At 21 months, Ahereza started crawling on his bottom, a major milestone for the entire family. Three months later, he was able to walk with help and eventually on his own thanks to Joan’s commitment.

‘‘There is also a couple that stood with us on this journey and faithfully contributed towards our medical bills on a monthly basis,” Atukunda says. 

Starting school

Atukunda was able to enrol Ahereza in school aged three. At this stage, he could only use his left hand to do everything but the right one was fisted and stiff. His speech too was minimal and he could just say a few words such as ‘cup’, ‘go’, ‘come’. 

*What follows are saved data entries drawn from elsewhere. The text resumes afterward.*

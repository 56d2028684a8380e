//! PDF page renderer.
//!
//! Places every box on the page grid, then draws it as a tinted rectangle with a coloured
//! header bar and wrapped body lines. Content that does not fit its slot is clipped at the
//! slot edge and reported with a warning; placement never moves a box to make room.
//!
//! Fonts are the standard Helvetica pair (nothing embedded) and content streams are
//! zlib-compressed. The document carries no timestamps or IDs, so identical input yields
//! byte-identical output.

use pdf_writer::{Content, Filter, Name, Pdf, Rect, Ref, Str};
use thiserror::Error;
use tracing::{debug, warn};

use crate::boxes::parser::BULLET_GLYPH;
use crate::boxes::{ContentBox, ContentLine};
use crate::layout::font_metrics::{get_metrics, FontWeight};
use crate::layout::page::PageConfig;
use crate::layout::palette::{colors_for, Rgb};
use crate::layout::placement::{pages_used, plan, BoxRect, CapacityError, Placement};
use crate::layout::text::{inline_spans, wrap_spans, Span, WrappedLine};
use crate::render::encoding::{normalize_symbols, to_winansi_bytes};

// ────────────────────────────────────────────────────────────────────────────
// Constants
// ────────────────────────────────────────────────────────────────────────────

/// Header bar height as a multiple of the title font size.
const HEADER_HEIGHT_FACTOR: f32 = 1.7;
/// Extra indent per nesting level of a bullet.
const DEPTH_INDENT_PT: f32 = 6.0;
const BORDER_WIDTH_PT: f32 = 0.6;
/// Baseline offset from the top of a text line, as a fraction of the font size.
const ASCENT_FACTOR: f32 = 0.8;
/// Vertical gap before a new paragraph, as a fraction of the body line height.
const PARAGRAPH_GAP_FACTOR: f32 = 0.5;
/// Code font size as a fraction of the body size.
const CODE_SIZE_FACTOR: f32 = 0.9;
const CODE_TAB: &str = "    ";
const ELLIPSIS: &str = "...";
const ZLIB_LEVEL: u8 = 6;

// ────────────────────────────────────────────────────────────────────────────
// Errors and output
// ────────────────────────────────────────────────────────────────────────────

#[derive(Debug, Error)]
pub enum RenderError {
    #[error(transparent)]
    Capacity(#[from] CapacityError),

    #[error("invalid page configuration: {0}")]
    InvalidConfig(String),
}

/// A rendered document plus what the renderer did to produce it.
#[derive(Debug, Clone)]
pub struct RenderOutput {
    pub bytes: Vec<u8>,
    pub placements: Vec<Placement>,
    pub pages: u32,
    /// Wrapped body lines that fell outside their box and were not drawn.
    pub clipped_lines: usize,
}

// ────────────────────────────────────────────────────────────────────────────
// Entry points
// ────────────────────────────────────────────────────────────────────────────

/// Renders boxes to PDF bytes.
pub fn render(boxes: &[ContentBox], config: &PageConfig) -> Result<Vec<u8>, RenderError> {
    render_with_report(boxes, config).map(|out| out.bytes)
}

/// Renders boxes to PDF bytes and returns placement and clipping details alongside.
///
/// An empty box list renders a single blank page.
pub fn render_with_report(
    boxes: &[ContentBox],
    config: &PageConfig,
) -> Result<RenderOutput, RenderError> {
    config.validate().map_err(RenderError::InvalidConfig)?;
    let placements = plan(boxes, config.max_pages)?;
    let page_count = pages_used(&placements).max(1);

    let mut contents: Vec<Content> = (0..page_count).map(|_| Content::new()).collect();
    let mut clipped_lines = 0;
    for placement in &placements {
        let content_box = &boxes[placement.box_index];
        let rect = placement.rect(config);
        clipped_lines += draw_box(
            &mut contents[placement.page as usize],
            content_box,
            placement.box_index,
            rect,
            config,
        );
    }

    let bytes = assemble(contents, config);
    debug!(
        boxes = boxes.len(),
        pages = page_count,
        clipped_lines,
        bytes = bytes.len(),
        "rendered cheat sheet"
    );

    Ok(RenderOutput {
        bytes,
        placements,
        pages: page_count,
        clipped_lines,
    })
}

// ────────────────────────────────────────────────────────────────────────────
// Document assembly
// ────────────────────────────────────────────────────────────────────────────

fn assemble(contents: Vec<Content>, config: &PageConfig) -> Vec<u8> {
    let mut pdf = Pdf::new();
    let mut next_id = 1i32;
    let mut alloc = || {
        let r = Ref::new(next_id);
        next_id += 1;
        r
    };

    let catalog_id = alloc();
    let pages_id = alloc();
    let fonts: Vec<(FontWeight, Ref)> = [FontWeight::Regular, FontWeight::Bold, FontWeight::Mono]
        .into_iter()
        .map(|weight| (weight, alloc()))
        .collect();
    let page_ids: Vec<Ref> = contents.iter().map(|_| alloc()).collect();
    let content_ids: Vec<Ref> = contents.iter().map(|_| alloc()).collect();

    pdf.catalog(catalog_id).pages(pages_id);
    pdf.pages(pages_id)
        .kids(page_ids.iter().copied())
        .count(page_ids.len() as i32);

    for (weight, font_ref) in &fonts {
        pdf.type1_font(*font_ref)
            .base_font(Name(weight.base_font().as_bytes()))
            .encoding_predefined(Name(b"WinAnsiEncoding"));
    }

    for (i, content) in contents.into_iter().enumerate() {
        let raw = content.finish();
        let compressed = miniz_oxide::deflate::compress_to_vec_zlib(raw.as_slice(), ZLIB_LEVEL);
        pdf.stream(content_ids[i], &compressed)
            .filter(Filter::FlateDecode);

        let mut page = pdf.page(page_ids[i]);
        page.media_box(Rect::new(0.0, 0.0, config.page_width_pt, config.page_height_pt))
            .parent(pages_id)
            .contents(content_ids[i]);
        let mut resources = page.resources();
        let mut font_dict = resources.fonts();
        for (weight, font_ref) in &fonts {
            font_dict.pair(Name(weight.resource_name().as_bytes()), *font_ref);
        }
    }

    pdf.finish()
}

// ────────────────────────────────────────────────────────────────────────────
// Box drawing
// ────────────────────────────────────────────────────────────────────────────

/// A body line ready to draw: an optional hanging label and the wrapped text after it.
struct LaidOutLine {
    label: Option<Span>,
    label_x: f32,
    text_x: f32,
    size: f32,
    lines: Vec<WrappedLine>,
}

/// Draws one box and returns how many wrapped lines had to be clipped.
fn draw_box(
    content: &mut Content,
    content_box: &ContentBox,
    box_index: usize,
    rect: BoxRect,
    config: &PageConfig,
) -> usize {
    let colors = colors_for(box_index);
    let header_h = config.title_size_pt * HEADER_HEIGHT_FACTOR;

    content.save_state();
    set_fill(content, colors.background);
    content.rect(rect.x, rect.y, rect.width, rect.height).fill_nonzero();

    set_fill(content, colors.accent);
    content
        .rect(rect.x, rect.top() - header_h, rect.width, header_h)
        .fill_nonzero();

    content
        .set_stroke_rgb(colors.accent.r, colors.accent.g, colors.accent.b)
        .set_line_width(BORDER_WIDTH_PT)
        .rect(rect.x, rect.y, rect.width, rect.height)
        .stroke();
    content.restore_state();

    let text_left = rect.x + config.padding_pt;
    let text_width = rect.width - 2.0 * config.padding_pt;

    if !content_box.title.is_empty() {
        let title = truncate_to_width(
            &normalize_symbols(&content_box.title),
            FontWeight::Bold,
            config.title_size_pt,
            text_width,
        );
        let baseline = rect.top() - header_h / 2.0 - config.title_size_pt * 0.35;
        let run = Span::new(title, FontWeight::Bold);
        draw_runs(
            content,
            std::slice::from_ref(&run),
            text_left,
            baseline,
            config.title_size_pt,
            Rgb::WHITE,
        );
    }

    // Body text is clipped to the box below the header.
    content.save_state();
    content
        .rect(rect.x, rect.y, rect.width, rect.height - header_h)
        .clip_nonzero()
        .end_path();

    let line_h = config.body_line_height_pt();
    let size = config.body_size_pt;
    let bottom = rect.y + config.padding_pt;
    let mut line_top = rect.top() - header_h - config.padding_pt;
    let mut drawn = 0;
    let mut total = 0;

    for (i, line) in content_box.body.iter().enumerate() {
        if i > 0 && content_box.starts_paragraph(i) {
            line_top -= line_h * PARAGRAPH_GAP_FACTOR;
        }
        let laid = lay_out_line(line, text_left, text_width, size);
        for (j, wrapped) in laid.lines.iter().enumerate() {
            total += 1;
            if line_top - line_h < bottom - 1e-3 {
                continue;
            }
            let baseline = line_top - size * ASCENT_FACTOR;
            if j == 0 {
                if let Some(label) = &laid.label {
                    let label = std::slice::from_ref(label);
                    draw_runs(content, label, laid.label_x, baseline, size, Rgb::TEXT);
                }
            }
            draw_runs(content, &wrapped.runs, laid.text_x, baseline, laid.size, Rgb::TEXT);
            line_top -= line_h;
            drawn += 1;
        }
    }
    content.restore_state();

    let clipped = total - drawn;
    if clipped > 0 {
        warn!(
            box_index,
            title = %content_box.title,
            size_class = %content_box.size_class,
            clipped_lines = clipped,
            "box content overflows its slot; extra lines were clipped"
        );
    }
    clipped
}

fn lay_out_line(line: &ContentLine, left: f32, width: f32, size: f32) -> LaidOutLine {
    let regular = get_metrics(FontWeight::Regular);
    let (label, label_x, spans) = match line {
        ContentLine::Text(text) => (None, left, inline_spans(&normalize_symbols(text))),
        ContentLine::Bullet { text, depth } => {
            let label = Span::new(format!("{BULLET_GLYPH} "), FontWeight::Regular);
            let x = left + f32::from(*depth) * DEPTH_INDENT_PT;
            (Some(label), x, inline_spans(&normalize_symbols(text)))
        }
        ContentLine::Numbered { numeral, text } => {
            let label = Span::new(format!("{numeral}. "), FontWeight::Regular);
            (Some(label), left, inline_spans(&normalize_symbols(text)))
        }
        ContentLine::Code(code) => return lay_out_code(code, left, size * CODE_SIZE_FACTOR),
        ContentLine::BoldTerm { term, explanation } => {
            let mut spans = vec![Span::new(normalize_symbols(term), FontWeight::Bold)];
            if !explanation.is_empty() {
                if !explanation.starts_with([':', ',', '.', ';', ')']) {
                    spans.push(Span::new(" ", FontWeight::Regular));
                }
                spans.extend(inline_spans(&normalize_symbols(explanation)));
            }
            (None, left, spans)
        }
    };

    let hang = label
        .as_ref()
        .map(|l| regular.width_pt(&l.text, size))
        .unwrap_or(0.0);
    let text_x = label_x + hang;
    let available = (left + width - text_x).max(size);

    LaidOutLine {
        label,
        label_x,
        text_x,
        size,
        lines: wrap_spans(&spans, available, size),
    }
}

/// One unwrapped Courier line. Anything past the box edge is cut by the clip path.
fn lay_out_code(code: &str, left: f32, size: f32) -> LaidOutLine {
    let text = normalize_symbols(&code.replace('\t', CODE_TAB));
    let runs = if text.is_empty() {
        Vec::new()
    } else {
        vec![Span::new(text, FontWeight::Mono)]
    };
    let width_pt = runs.iter().map(|r| r.width_pt(size)).sum();
    LaidOutLine {
        label: None,
        label_x: left,
        text_x: left,
        size,
        lines: vec![WrappedLine { runs, width_pt }],
    }
}

fn draw_runs(content: &mut Content, runs: &[Span], x: f32, baseline: f32, size: f32, color: Rgb) {
    if runs.is_empty() {
        return;
    }
    set_fill(content, color);
    content.begin_text().next_line(x, baseline);
    for run in runs {
        content
            .set_font(Name(run.weight.resource_name().as_bytes()), size)
            .show(Str(&to_winansi_bytes(&run.text)));
    }
    content.end_text();
}

fn set_fill(content: &mut Content, color: Rgb) {
    content.set_fill_rgb(color.r, color.g, color.b);
}

/// Shortens `text` with a trailing `...` until it fits `max_width_pt`.
fn truncate_to_width(text: &str, weight: FontWeight, size_pt: f32, max_width_pt: f32) -> String {
    let metrics = get_metrics(weight);
    if metrics.width_pt(text, size_pt) <= max_width_pt {
        return text.to_string();
    }
    let ellipsis_w = metrics.width_pt(ELLIPSIS, size_pt);
    let mut width = 0.0;
    let mut kept = String::new();
    for c in text.chars() {
        let mut buf = [0u8; 4];
        let w = metrics.width_pt(c.encode_utf8(&mut buf), size_pt);
        if width + w + ellipsis_w > max_width_pt {
            break;
        }
        width += w;
        kept.push(c);
    }
    format!("{}{ELLIPSIS}", kept.trim_end())
}

// ────────────────────────────────────────────────────────────────────────────
// Tests
// ────────────────────────────────────────────────────────────────────────────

 ‘‘I wanted him to enroll in our normal education system and see how he catches up with his agemates. I remember explaining his condition as I sought his admission and how the teacher was at first reluctant to have him begin school. She advised that we wait for the next year,’’ she adds.

‘‘I managed to convince her otherwise since I was aware that he could understand his surroundings and respond positively and how important it was for him to be with other children. All I wanted was a chance for him to learn from his age mates.’’

Ahereza was so excited to begin school, and within a week, he was popular in his stream. He is friendly, confident and has an irresistible smile. He is also intelligent.  By the end of his first term in school, Ahereza’s speech had greatly improved.

The school management also let them continue with the physiotherapy sessions at school, even opening up their music room for him to use. These sessions were often held as his classmates took the mid afternoon nap.


During this journey, their physiotherapist recommended that they include play-doh in Ahereza’s routine play. 

This is a modelling compound made out of edible products and is an important aide, especially in early childhood development. 

It can be used to promote concentration in children as they get busy squishing the clay making different models. High level of concentration is achieved overtime. 

Hand-eye coordination is enhanced as the child plays, and strengthening of hand muscles is enhanced as the child squishes and squashes the play clay. 


The challenge while at school would be getting the right people to help with the therapy sessions. One gentleman gave up after two months because he did not see any progress.

‘‘This was fine by me because he did not know our story and the journey we had accomplished,’’ she says.

Also, the daily exercises would exhaust him yet this was necessary. These were limited to three times a week.

‘‘Over time I had to learn the types of exercises needed and by the first lockdown due to Covid-19, it was easier. 

Now, aged seven, Ahereza and his mother exercise together at home. She also encourages him to take the lead.